By Greg Nowak. Last updated 2026-06-18.

On May 19, 2026, Google said Search will expand agentic booking for local experiences and services, and that in select categories it will call businesses on a user's behalf in the U.S. this summer. That is more than another interface update. It moves your Google Business Profile, local landing pages, and phone setup closer to the point of sale.

That is why local data stops being cosmetic. For years, many businesses treated Google Business Profile work as light SEO maintenance: fix the hours, adjust a category, add a few photos, move on. Google's own documentation still explains local visibility in terms such as relevance, distance, and how well-known a business appears. But once Search can help complete the task, bad local data does more than soften visibility. It creates friction inside the buying journey. That operational conclusion is an inference from the documented product behavior and profile rules, not a claim about a new hidden ranking factor.

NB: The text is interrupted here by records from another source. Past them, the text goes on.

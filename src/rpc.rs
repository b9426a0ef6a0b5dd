//! The peer-endpoint abstraction: wire argument/reply types and the
//! `RaftClient` trait a host's transport implements.
//!
//! The transport itself — delivery with arbitrary delay, loss,
//! duplication, but no corruption — is an injected external collaborator
//! (spec §1(a)); this module only pins down the shapes that cross that
//! boundary, the same way `original_source/src/raft/raft.go` pins down
//! `RequestVoteArgs`/`AppendEntriesArgs` ahead of the `labrpc` package
//! that actually moves bytes.

use crate::error::RpcError;
use crate::log::LogEntry;

#[derive(Debug, Clone, Copy, PartialEq, Eq)]
pub struct RequestVoteArgs {
    pub term: u64,
    pub candidate_id: u64,
    pub last_log_index: u64,
    pub last_log_term: u64,
}

#[derive(Debug, Clone, Copy, PartialEq, Eq)]
pub struct RequestVoteReply {
    pub term: u64,
    pub vote_granted: bool,
}

#[derive(Debug, Clone, PartialEq, Eq)]
pub struct AppendEntriesArgs<C> {
    pub term: u64,
    pub leader_id: u64,
    pub prev_log_index: u64,
    pub prev_log_term: u64,
    pub entries: Vec<LogEntry<C>>,
    pub leader_commit: u64,
}

/// `conflict_term == -1` means the follower's log is shorter than
/// `prev_log_index` (spec §4.3/§4.5); any other value names the term the
/// leader should search its own log for.
#[derive(Debug, Clone, Copy, PartialEq, Eq)]
pub struct AppendEntriesReply {
    pub term: u64,
    pub success: bool,
    pub conflict_term: i64,
    pub conflict_index: u64,
}

/// A handle to one remote peer. The host supplies one implementation per
/// peer at construction time; calls may block the calling (transient,
/// per-RPC) thread but must never block indefinitely — a `RpcError`
/// (or host-side timeout folded into one) stands in for "send returned
/// false" from spec §7 regime 1.
pub trait RaftClient<C>: Send + Sync {
    fn request_vote(&self, args: RequestVoteArgs) -> Result<RequestVoteReply, RpcError>;
    fn append_entries(&self, args: AppendEntriesArgs<C>) -> Result<AppendEntriesReply, RpcError>;
}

The timeline matters. Google's May 19, 2026 announcement shows the direction clearly: a tighter flow between AI Overviews, AI Mode, agents, and booking actions. The Verge's July 16, 2025 reporting had already made the business-calling change concrete, describing AI-assisted calls for categories such as pet groomers, dry cleaners, and auto shops. So this is not speculative. Google has been moving local search from lookup toward task completion, and the local data stack is now part of that handoff.

What changes when Search can act

Once Search can combine pricing and availability and send someone into a booking flow, the quality of the handoff matters almost as much as the ranking. If Search can call a business to collect pricing or availability, the phone number, opening hours, and service-area logic matter before a human ever reaches the website. The weak point is no longer just whether you appear. It is whether your operational data can survive a high-intent customer interaction.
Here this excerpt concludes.